It is aimed to improve the line speed over this route. Thus it is especially beneficial to identify and elaborate the key track design issues required in the redesign process. These design issues include route surveying, track components identification, curve track requirements and other factors beneficial for the railroad redesign development.
Route surveying is done to acquire necessary data for the proper placement of grades, bridges, culverts, and curves in a railroad system. The usual route surveying can be done traditionally or electronically. Traditional route surveys employ 'differential levelling, taping manually scribed data, cross sections and baseline-referenced topography'. Electronic survey on the other hand, make use of 'total station, data collector and computer technologies' for field data acquisition and manipulation. (Engineering Policy Group, "Route Surveying," par. 1, 2)
The Swiss Trolley, 'a multi-sensor measurement system incorporating real-time kinematic (RTK) GPS' has been used in the United Kingdom for precise and accurate rail track surveying. This rail track surveying system is essential in the redesign and renewal of railroads because it provides 'dense and accurate track information' which assures a 'precise description of the actual physical track'. (Glaus et al. par. 1)

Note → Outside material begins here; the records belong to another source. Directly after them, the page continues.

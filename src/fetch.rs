//! Fetch engine
//!
//! Resolves every entity of a page concurrently. Within one entity the
//! resources are tried in order under one shared deadline: a transient
//! failure records on that resource's circuit breaker and falls through
//! to the next candidate, an open breaker is skipped without a network
//! attempt, and the first payload wins. When everything fails the
//! entity's on-error bytes become the payload, so a broken backend
//! degrades one page fragment instead of the whole response.

use std::sync::Arc;
use std::time::Duration;

use bytes::{Bytes, BytesMut};
use http::HeaderMap;
use tokio::sync::watch;
use tokio::task::JoinSet;
use tokio::time::{timeout_at, Instant};
use tracing::{debug, warn};

use crate::breaker::BreakerState;
use crate::coalesce::Coalescer;
use crate::entity::{Entities, Entity};
use crate::error::{EsiError, Result};
use crate::esicache::CacheRegistry;
use crate::injector::{DataTag, DataTags};
use crate::metrics::EsiMetrics;
use crate::resource::{RequestSnapshot, ResourceArgs};

/// The winning payload of one entity fetch.
#[derive(Debug, Clone)]
pub struct FetchPayload {
    /// Backend bytes, already truncated to the entity's limit
    pub data: Bytes,
    /// Return headers selected by the entity's policy; `None` when no
    /// echo was requested or the payload came from cache
    pub headers: Option<HeaderMap>,
    /// The rendered URL of the resource that answered; empty for cache hits
    pub source: String,
}

/// Everything the injector and the response writer need for one page.
#[derive(Debug, Default)]
pub struct FetchedTags {
    /// Splice instructions in `start` order
    pub tags: DataTags,
    /// Backend headers to merge onto the outer response
    pub response_headers: HeaderMap,
    /// Entities answered with their on-error payload
    pub failed_entities: usize,
}

/// Observes cancellation of the external request.
///
/// Hosts that cancel by dropping the processing future can pass
/// [`CancelSignal::never`]; hosts that need an explicit signal (a client
/// disconnect callback, say) keep the [`CancelHandle`].
#[derive(Clone)]
pub struct CancelSignal {
    rx: Option<watch::Receiver<bool>>,
}

/// The sending half; cancelling is idempotent.
pub struct CancelHandle {
    tx: watch::Sender<bool>,
}

/// A connected handle/signal pair.
pub fn cancel_pair() -> (CancelHandle, CancelSignal) {
    let (tx, rx) = watch::channel(false);
    (CancelHandle { tx }, CancelSignal { rx: Some(rx) })
}

impl CancelHandle {
    /// Signal cancellation to every fetch watching the paired signal.
    pub fn cancel(&self) {
        let _ = self.tx.send(true);
    }
}

impl CancelSignal {
    /// A signal that never fires.
    pub fn never() -> Self {
        CancelSignal { rx: None }
    }

    /// Resolve once cancellation is signalled; pends forever otherwise.
    pub async fn cancelled(&self) {
        let Some(rx) = &self.rx else {
            return std::future::pending().await;
        };
        let mut rx = rx.clone();
        loop {
            if *rx.borrow() {
                return;
            }
            if rx.changed().await.is_err() {
                // The handle is gone; cancellation can no longer happen.
                return std::future::pending().await;
            }
        }
    }
}

struct EntityResult {
    tag: DataTag,
    headers: Option<HeaderMap>,
    failed: bool,
}

struct EngineInner {
    coalescer: Coalescer<FetchPayload>,
    metrics: Arc<EsiMetrics>,
}

/// Races each entity's resources and assembles the page's splice set.
/// Cheap to clone; clones share the coalescer and metrics.
#[derive(Clone)]
pub struct FetchEngine {
    inner: Arc<EngineInner>,
}

impl FetchEngine {
    pub fn new(metrics: Arc<EsiMetrics>) -> Self {
        FetchEngine {
            inner: Arc::new(EngineInner {
                coalescer: Coalescer::new(),
                metrics,
            }),
        }
    }

    /// The counters this engine reports into.
    pub fn metrics(&self) -> &Arc<EsiMetrics> {
        &self.inner.metrics
    }

    /// Fetch one entity: try its resources in order under the entity's
    /// shared deadline and return the first payload.
    ///
    /// Transient failures (`NotFound`, `Timeout`, `AlreadyClosed`,
    /// `Temporary`) record on the failing resource's breaker and yield to
    /// the next resource; `Fatal` aborts immediately. When every resource
    /// failed or sat behind an open breaker the result is `Temporary`.
    pub async fn query_entity(
        &self,
        entity: &Entity,
        snapshot: &RequestSnapshot,
    ) -> Result<FetchPayload> {
        let cfg = entity.config();
        let base_args = ResourceArgs {
            request: snapshot.clone(),
            url: String::new(),
            tag: entity.tag_args(&snapshot.headers),
        };
        let deadline = Instant::now() + cfg.timeout;
        let mut last_transient: Option<EsiError> = None;

        for resource in entity.resources() {
            let (state, last_failure) = resource.breaker().state();
            if state == BreakerState::Open {
                debug!(
                    resource = %resource,
                    failures = resource.breaker().failures(),
                    ?last_failure,
                    "circuit breaker open, skipping resource"
                );
                continue;
            }

            let mut args = base_args.clone();
            args.url = resource.render_url(&snapshot.headers);

            match timeout_at(deadline, resource.handler().do_request(&args)).await {
                Err(_) => {
                    // The shared budget is gone; later resources would
                    // start with nothing.
                    resource.breaker().record_failure();
                    self.inner.metrics.record_backend_fetch(false);
                    last_transient = Some(EsiError::Timeout(format!(
                        "resource {:?} exhausted the entity budget of {:?}",
                        args.url, cfg.timeout
                    )));
                    break;
                }
                Ok(Ok((backend_headers, mut data))) => {
                    if state == BreakerState::HalfOpen {
                        resource.breaker().reset();
                    }
                    self.inner.metrics.record_backend_fetch(true);
                    if data.len() as u64 > cfg.max_body_size {
                        data.truncate(cfg.max_body_size as usize);
                    }
                    let headers = backend_headers
                        .as_ref()
                        .and_then(|h| args.prepare_return_headers(h));
                    return Ok(FetchPayload {
                        data,
                        headers,
                        source: args.url,
                    });
                }
                Ok(Err(e)) if e.is_transient() => {
                    resource.breaker().record_failure();
                    self.inner.metrics.record_backend_fetch(false);
                    debug!(resource = %args.url, error = %e, "resource attempt failed");
                    last_transient = Some(e);
                }
                Ok(Err(e)) => {
                    self.inner.metrics.record_backend_fetch(false);
                    return Err(e);
                }
            }
        }

        Err(EsiError::Temporary(match last_transient {
            Some(e) => format!("all resources of the entity failed, last error: {}", e),
            None => "all resources of the entity sit behind open circuit breakers".to_string(),
        }))
    }

    /// Resolve every entity of a page concurrently into splice
    /// instructions, honoring per-entity caching and coalescing.
    ///
    /// A `Fatal` from any entity aborts everything, as does cancellation
    /// of the external request; any other per-entity failure substitutes
    /// that entity's on-error payload.
    pub async fn fetch_tags(
        &self,
        entities: &Entities,
        snapshot: &RequestSnapshot,
        caches: &Arc<CacheRegistry>,
        scope: &str,
        cancel: &CancelSignal,
    ) -> Result<FetchedTags> {
        if entities.is_empty() {
            return Ok(FetchedTags::default());
        }

        let snapshot = Arc::new(snapshot.clone());
        let scope: Arc<str> = Arc::from(scope);
        let mut set = JoinSet::new();
        for entity in entities.iter() {
            let engine = self.clone();
            let entity = entity.clone();
            let snapshot = snapshot.clone();
            let caches = caches.clone();
            let scope = scope.clone();
            set.spawn(async move { engine.fetch_one(entity, snapshot, caches, scope).await });
        }

        let mut tags = Vec::with_capacity(entities.len());
        let mut response_headers = HeaderMap::new();
        let mut failed_entities = 0;
        loop {
            tokio::select! {
                _ = cancel.cancelled() => {
                    set.abort_all();
                    return Err(EsiError::Temporary(
                        "external request cancelled while fetching entities".into(),
                    ));
                }
                joined = set.join_next() => {
                    match joined {
                        None => break,
                        Some(Ok(Ok(result))) => {
                            if result.failed {
                                failed_entities += 1;
                            }
                            if let Some(headers) = result.headers {
                                for (name, value) in headers.iter() {
                                    response_headers.append(name.clone(), value.clone());
                                }
                            }
                            tags.push(result.tag);
                        }
                        Some(Ok(Err(e))) => {
                            set.abort_all();
                            return Err(e);
                        }
                        Some(Err(join_err)) => {
                            set.abort_all();
                            return Err(EsiError::Temporary(format!(
                                "entity fetch task failed: {}",
                                join_err
                            )));
                        }
                    }
                }
            }
        }

        Ok(FetchedTags {
            tags: DataTags::new(tags),
            response_headers,
            failed_entities,
        })
    }

    async fn fetch_one(
        &self,
        entity: Arc<Entity>,
        snapshot: Arc<RequestSnapshot>,
        caches: Arc<CacheRegistry>,
        scope: Arc<str>,
    ) -> Result<EntityResult> {
        let cfg = entity.config();
        let (start, end) = entity.range();
        let fingerprint = entity.fingerprint();
        let cache_key = format!("esi:{:016x}", fingerprint);

        if cfg.ttl > Duration::ZERO {
            if let Some(data) = caches.get(&scope, &cache_key).await {
                self.inner.metrics.record_cache(true);
                return Ok(EntityResult {
                    tag: DataTag::new(data, start, end),
                    headers: None,
                    failed: false,
                });
            }
            self.inner.metrics.record_cache(false);
        }

        let outcome = if cfg.coalesce {
            let engine = self.clone();
            let entity_for_fetch = entity.clone();
            let snapshot_for_fetch = snapshot.clone();
            let (result, drove) = self
                .inner
                .coalescer
                .run(fingerprint, move || async move {
                    engine
                        .query_entity(&entity_for_fetch, &snapshot_for_fetch)
                        .await
                })
                .await;
            if !drove {
                self.inner.metrics.record_coalesce_join();
            }
            result
        } else {
            self.query_entity(&entity, &snapshot).await
        };

        match outcome {
            Ok(payload) => {
                if cfg.ttl > Duration::ZERO && !payload.data.is_empty() {
                    caches.set(&scope, &cache_key, &payload.data, cfg.ttl).await;
                }
                let data = if cfg.print_debug {
                    wrap_debug(&payload)
                } else {
                    payload.data
                };
                Ok(EntityResult {
                    tag: DataTag::new(data, start, end),
                    headers: payload.headers,
                    failed: false,
                })
            }
            Err(e) if e.is_fatal() => Err(e),
            Err(e) => {
                warn!(start, end, error = %e, "entity failed, serving on-error payload");
                self.inner.metrics.record_on_error_served();
                Ok(EntityResult {
                    tag: DataTag::new(cfg.on_error.clone(), start, end),
                    headers: None,
                    failed: true,
                })
            }
        }
    }
}

fn wrap_debug(payload: &FetchPayload) -> Bytes {
    let mut buf = BytesMut::with_capacity(payload.data.len() + payload.source.len() + 48);
    buf.extend_from_slice(b"<!-- esi fragment from \"");
    buf.extend_from_slice(payload.source.as_bytes());
    buf.extend_from_slice(b"\" -->");
    buf.extend_from_slice(&payload.data);
    buf.extend_from_slice(b"<!-- /esi fragment -->");
    buf.freeze()
}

Route Improvement Components
Rail track supports the train weight, tractive and braking forces, and lateral forces from guiding the wheels. Thus it is vital to choose and use rail components that are 'suitable for the proposed duty and fit the purpose'. Rail size must be selected correctly (see Figure 2); and methods of joining rails can either be Thermit (aluminium oxide) welding or 'huck' bolts together with standard fishplates. Rail-to-sleeper fastenings must provide resistance to the 'overturning force on the rail and lateral steering forces on curves' and should maintain gauges. In the United Kingdom, 'surface mainline tracks usually make use of tapered baseplates (Figure 3 & 4) to counteract these resistances. (HSE, p. 5, 11 pars. 1)
Figure 2 Common Rail Sizes and Dimensions According to BS 11: 1985.
Figure 3 Baseplate
Figure 4 Baseplate Assembly
Ballast and Drainage
In order to guarantee superior quality track, proper ballasting is crucial. According to HSE (p. 14) ballast installed in rail tracks must fulfil the following purposes:
Transferring the load to the roadway floor;
Holding the sleepers in place;
Allowing water to drain; and
Permitting the regarding of track.
It is essential for ballast to 'not crumble under load or wet conditions' and 'should bind together as a mass when laid, but ought to retain its open structure to allow drainage'. Usually the ballast size used is 28 mm single sized for high-speed tracks. Granite ballast is resistant to wear and tear thus provides durable rail track ballast. (HSE p. 15)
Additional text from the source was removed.